The point is that it’s not going to be a break from all exercise. It’s just a pivot. My relationship with running needs to change because it’s becoming unhealthy and not productive, and I accept this. I’m excited to row (or “row” because erging is a bummer compared to the real thing), and that’s something I haven’t felt for running in a while.
If you don’t have an alternative you’re excited about, but you need a change from running, let’s get creative! There are free workout ideas online all over the place. You could also hire a coach or trainer if you’re willing to spend a little money, and that person could help you determine your goals. Having goals makes all the difference. Used ergs are hard to find right now, but they’re out there. I’m very particular about only using Concept 2 machines, but there are other types of rowing machines that might be easier to find right now. If you want to build or tone muscle but don’t feel comfortable lifting weights, resistance bands of all sizes and thicknesses are an excellent alternative. And people post free workouts on instagram everyday.

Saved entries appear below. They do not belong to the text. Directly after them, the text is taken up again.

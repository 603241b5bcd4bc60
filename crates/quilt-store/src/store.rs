//! Multi-document store with session-owned regions.
//!
//! # Concurrency Model
//!
//! - DashMap for concurrent lookup of documents by id
//! - A name index DashMap whose entry lock is held across a backend load, so
//!   concurrent loads of one name resolve to one document
//! - One parking_lot Mutex per document guarding its piece table together
//!   with the region ownership map, so the check-then-split of an open and
//!   compaction each run as a single critical section
//! - Event broadcasting for real-time updates
//!
//! The DashMap guard is always dropped before a document mutex is taken.

use std::collections::HashMap;
use std::ops::Range;
use std::sync::Arc;
use std::sync::atomic::{AtomicU64, Ordering};

use dashmap::DashMap;
use dashmap::mapref::entry::Entry;
use parking_lot::Mutex;
use serde::Serialize;
use tokio::sync::broadcast;

use quilt_table::{PieceTable, TableSnapshot};
use quilt_types::{DocumentId, RegionHandle, SessionId};

use crate::backend::{DocumentBackend, MemoryBackend};
use crate::{StoreConfig, StoreError, StoreResult};

/// Events broadcast when documents change.
#[derive(Clone, Debug, PartialEq, Eq, Serialize)]
pub enum DocumentEvent {
    /// A document was created or loaded.
    Created {
        document: DocumentId,
        name: String,
        lines: usize,
    },
    /// A session locked a region.
    RegionOpened {
        document: DocumentId,
        session: SessionId,
        handle: RegionHandle,
        start: usize,
        length: usize,
    },
    /// A region was released.
    RegionClosed {
        document: DocumentId,
        session: SessionId,
        handle: RegionHandle,
    },
    /// A session replaced its region's content.
    RegionEdited {
        document: DocumentId,
        session: SessionId,
        handle: RegionHandle,
        lines: usize,
    },
    /// Closed content was folded back into the original block.
    Compacted { document: DocumentId, lines: usize },
    /// The document was written to the backend.
    Saved {
        document: DocumentId,
        name: String,
        lines: usize,
    },
}

/// An open region and who holds it.
#[derive(Clone, Debug, PartialEq, Eq, Serialize)]
pub struct RegionInfo {
    pub handle: RegionHandle,
    pub session: SessionId,
    pub lines: Range<usize>,
}

/// Table plus ownership, always locked together.
struct DocumentState {
    table: PieceTable,
    owners: HashMap<RegionHandle, SessionId>,
}

/// Entry for a document in the store.
pub struct DocumentEntry {
    name: String,
    state: Mutex<DocumentState>,
    /// Incremented on each successful mutation.
    version: AtomicU64,
}

impl DocumentEntry {
    fn new(name: String, table: PieceTable) -> Self {
        Self {
            name,
            state: Mutex::new(DocumentState {
                table,
                owners: HashMap::new(),
            }),
            version: AtomicU64::new(0),
        }
    }

    pub fn name(&self) -> &str {
        &self.name
    }

    pub fn version(&self) -> u64 {
        self.version.load(Ordering::SeqCst)
    }

    fn touch(&self) {
        self.version.fetch_add(1, Ordering::SeqCst);
    }
}

/// Store for piece-table documents with per-document locking.
pub struct DocumentStore {
    documents: DashMap<DocumentId, Arc<DocumentEntry>>,
    /// First document registered under each name.
    names: DashMap<String, DocumentId>,
    backend: Arc<dyn DocumentBackend>,
    config: StoreConfig,
    event_tx: broadcast::Sender<DocumentEvent>,
}

impl DocumentStore {
    pub fn new(backend: Arc<dyn DocumentBackend>, config: StoreConfig) -> Self {
        let (event_tx, _) = broadcast::channel(config.event_capacity.max(1));
        Self {
            documents: DashMap::new(),
            names: DashMap::new(),
            backend,
            config,
            event_tx,
        }
    }

    /// Store backed by a fresh [`MemoryBackend`].
    pub fn in_memory(config: StoreConfig) -> Self {
        Self::new(Arc::new(MemoryBackend::new()), config)
    }

    pub fn config(&self) -> &StoreConfig {
        &self.config
    }

    /// Get the event receiver for subscribing to changes.
    pub fn subscribe(&self) -> broadcast::Receiver<DocumentEvent> {
        self.event_tx.subscribe()
    }

    fn emit(&self, event: DocumentEvent) {
        // No subscribers is fine.
        let _ = self.event_tx.send(event);
    }

    fn entry(&self, document: DocumentId) -> StoreResult<Arc<DocumentEntry>> {
        self.documents
            .get(&document)
            .map(|e| Arc::clone(e.value()))
            .ok_or(StoreError::DocumentNotFound(document))
    }

    // =========================================================================
    // Document lifecycle
    // =========================================================================

    /// Create a document from text. It is not written to the backend until saved.
    pub fn create(&self, name: impl Into<String>, text: &str) -> DocumentId {
        let name = name.into();
        let id = self.insert(name.clone(), PieceTable::from_text(text));
        self.names.entry(name).or_insert(id);
        id
    }

    /// Load a document from the backend, or return the id it is already loaded under.
    ///
    /// Concurrent loads of the same name wait on each other and share one id.
    pub fn load(&self, name: &str) -> StoreResult<DocumentId> {
        match self.names.entry(name.to_string()) {
            Entry::Occupied(slot) => Ok(*slot.get()),
            Entry::Vacant(slot) => {
                let lines = self.backend.load(name)?;
                let id = self.insert(name.to_string(), PieceTable::from_lines(lines));
                slot.insert(id);
                Ok(id)
            }
        }
    }

    fn insert(&self, name: String, table: PieceTable) -> DocumentId {
        let id = DocumentId::new();
        let lines = table.len();
        tracing::info!(document = %id, name = %name, lines, "document ready");

        self.documents
            .insert(id, Arc::new(DocumentEntry::new(name.clone(), table)));
        self.emit(DocumentEvent::Created {
            document: id,
            name,
            lines,
        });
        id
    }

    /// Look up a loaded document by name.
    pub fn find(&self, name: &str) -> Option<DocumentId> {
        self.names.get(name).map(|id| *id.value())
    }

    /// Drop a document from memory. Unsaved changes are lost.
    pub fn remove(&self, document: DocumentId) -> StoreResult<()> {
        let (_, entry) = self
            .documents
            .remove(&document)
            .ok_or(StoreError::DocumentNotFound(document))?;
        self.names.remove_if(&entry.name, |_, &id| id == document);
        Ok(())
    }

    pub fn list_ids(&self) -> Vec<DocumentId> {
        self.documents.iter().map(|e| *e.key()).collect()
    }

    pub fn name(&self, document: DocumentId) -> StoreResult<String> {
        Ok(self.entry(document)?.name.clone())
    }

    pub fn version(&self, document: DocumentId) -> StoreResult<u64> {
        Ok(self.entry(document)?.version())
    }

    // =========================================================================
    // Reads
    // =========================================================================

    pub fn len(&self, document: DocumentId) -> StoreResult<usize> {
        Ok(self.entry(document)?.state.lock().table.len())
    }

    pub fn read(&self, document: DocumentId, start: usize, length: usize) -> StoreResult<Vec<String>> {
        Ok(self.entry(document)?.state.lock().table.read(start, length)?)
    }

    pub fn stitch(&self, document: DocumentId) -> StoreResult<Vec<String>> {
        Ok(self.entry(document)?.state.lock().table.stitch()?)
    }

    pub fn snapshot(&self, document: DocumentId) -> StoreResult<TableSnapshot> {
        Ok(self.entry(document)?.state.lock().table.snapshot())
    }

    /// Human-readable table dump.
    pub fn dump(&self, document: DocumentId) -> StoreResult<String> {
        Ok(self.entry(document)?.state.lock().table.to_string())
    }

    /// Open regions in document order, with owners.
    pub fn regions(&self, document: DocumentId) -> StoreResult<Vec<RegionInfo>> {
        let entry = self.entry(document)?;
        let state = entry.state.lock();
        Ok(state
            .table
            .open_regions()
            .into_iter()
            .filter_map(|(handle, lines)| {
                state.owners.get(&handle).map(|&session| RegionInfo {
                    handle,
                    session,
                    lines,
                })
            })
            .collect())
    }

    // =========================================================================
    // Region locking
    // =========================================================================

    /// Lock `[start, start + length)` for `session`.
    pub fn open_region(
        &self,
        document: DocumentId,
        session: SessionId,
        start: usize,
        length: usize,
    ) -> StoreResult<RegionHandle> {
        let entry = self.entry(document)?;
        let handle = {
            let mut state = entry.state.lock();

            if let Some(limit) = self.config.max_regions_per_session {
                let held = state.owners.values().filter(|&&s| s == session).count();
                if held >= limit {
                    tracing::debug!(%session, held, limit, "region limit reached");
                    return Err(StoreError::RegionLimit { session, limit });
                }
            }

            let handle = state.table.open_block(start, length)?;
            state.owners.insert(handle, session);
            handle
        };
        entry.touch();

        tracing::info!(document = %document, %session, %handle, start, length, "region opened");
        self.emit(DocumentEvent::RegionOpened {
            document,
            session,
            handle,
            start,
            length,
        });
        Ok(handle)
    }

    /// Release a region held by `session`.
    ///
    /// Closing a region that is already closed is a no-op.
    pub fn close_region(
        &self,
        document: DocumentId,
        session: SessionId,
        handle: RegionHandle,
    ) -> StoreResult<()> {
        let entry = self.entry(document)?;
        {
            let mut state = entry.state.lock();
            match state.owners.get(&handle) {
                Some(&owner) if owner == session => {
                    state.table.close_block(handle)?;
                    state.owners.remove(&handle);
                }
                Some(_) => return Err(StoreError::NotOwner { handle, session }),
                None => {
                    if state.table.block(handle.block())?.is_open() {
                        return Err(StoreError::NotOwner { handle, session });
                    }
                    return Ok(());
                }
            }
        }
        entry.touch();

        tracing::info!(document = %document, %session, %handle, "region closed");
        self.emit(DocumentEvent::RegionClosed {
            document,
            session,
            handle,
        });
        Ok(())
    }

    /// Replace the content of a region held by `session`.
    pub fn edit_region(
        &self,
        document: DocumentId,
        session: SessionId,
        handle: RegionHandle,
        lines: Vec<String>,
    ) -> StoreResult<()> {
        let entry = self.entry(document)?;
        let count = lines.len();
        {
            let mut state = entry.state.lock();
            if state.owners.get(&handle).is_some_and(|&owner| owner != session) {
                return Err(StoreError::NotOwner { handle, session });
            }
            state.table.edit_block(handle, lines)?;
        }
        entry.touch();

        tracing::debug!(document = %document, %session, %handle, lines = count, "region edited");
        self.emit(DocumentEvent::RegionEdited {
            document,
            session,
            handle,
            lines: count,
        });
        Ok(())
    }

    /// Close every region `session` holds, in every document.
    ///
    /// Called when a session goes away without closing its regions.
    /// Returns how many regions were released.
    pub fn release_session(&self, session: SessionId) -> usize {
        let documents: Vec<(DocumentId, Arc<DocumentEntry>)> = self
            .documents
            .iter()
            .map(|e| (*e.key(), Arc::clone(e.value())))
            .collect();

        let mut released = 0;
        for (document, entry) in documents {
            let handles: Vec<RegionHandle> = {
                let mut state = entry.state.lock();
                let handles: Vec<RegionHandle> = state
                    .owners
                    .iter()
                    .filter(|&(_, &owner)| owner == session)
                    .map(|(&handle, _)| handle)
                    .collect();
                for handle in &handles {
                    if let Err(e) = state.table.close_block(*handle) {
                        tracing::warn!(document = %document, %handle, "failed to close region: {e}");
                    }
                    state.owners.remove(handle);
                }
                handles
            };

            if !handles.is_empty() {
                entry.touch();
            }
            for handle in handles {
                released += 1;
                self.emit(DocumentEvent::RegionClosed {
                    document,
                    session,
                    handle,
                });
            }
        }

        if released > 0 {
            tracing::info!(%session, released, "released session regions");
        }
        released
    }

    // =========================================================================
    // Compaction + persistence
    // =========================================================================

    /// Fold closed regions back into the original block. Returns the line count.
    pub fn compact(&self, document: DocumentId) -> StoreResult<usize> {
        let entry = self.entry(document)?;
        let lines = Self::compact_locked(&entry)?.len();
        entry.touch();
        self.emit(DocumentEvent::Compacted { document, lines });
        Ok(lines)
    }

    fn compact_locked(entry: &DocumentEntry) -> StoreResult<Vec<String>> {
        let mut state = entry.state.lock();
        state.table.remove_closed_blocks().map_err(|e| {
            tracing::warn!(name = %entry.name, "compaction refused: {e}");
            StoreError::from(e)
        })
    }

    /// Write the document to the backend, compacting first if configured.
    pub fn save(&self, document: DocumentId) -> StoreResult<usize> {
        let entry = self.entry(document)?;
        let lines = if self.config.compact_on_save {
            let lines = Self::compact_locked(&entry)?;
            entry.touch();
            self.emit(DocumentEvent::Compacted {
                document,
                lines: lines.len(),
            });
            lines
        } else {
            entry.state.lock().table.stitch()?
        };

        self.backend.save(&entry.name, &lines)?;

        tracing::info!(document = %document, name = %entry.name, lines = lines.len(), "document saved");
        self.emit(DocumentEvent::Saved {
            document,
            name: entry.name.clone(),
            lines: lines.len(),
        });
        Ok(lines.len())
    }
}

My main recommendation though is that you make a goal and have a plan for yourself going into winter. I love sitting down with my planner and writing down workouts for the month. It feels like an accomplishment in and of itself. If exercise is important to you, know your goals and limitations, and think it through ahead of time. It might bring some excitement back if you’ve lost it like I did for a while. Let’s make a plan together!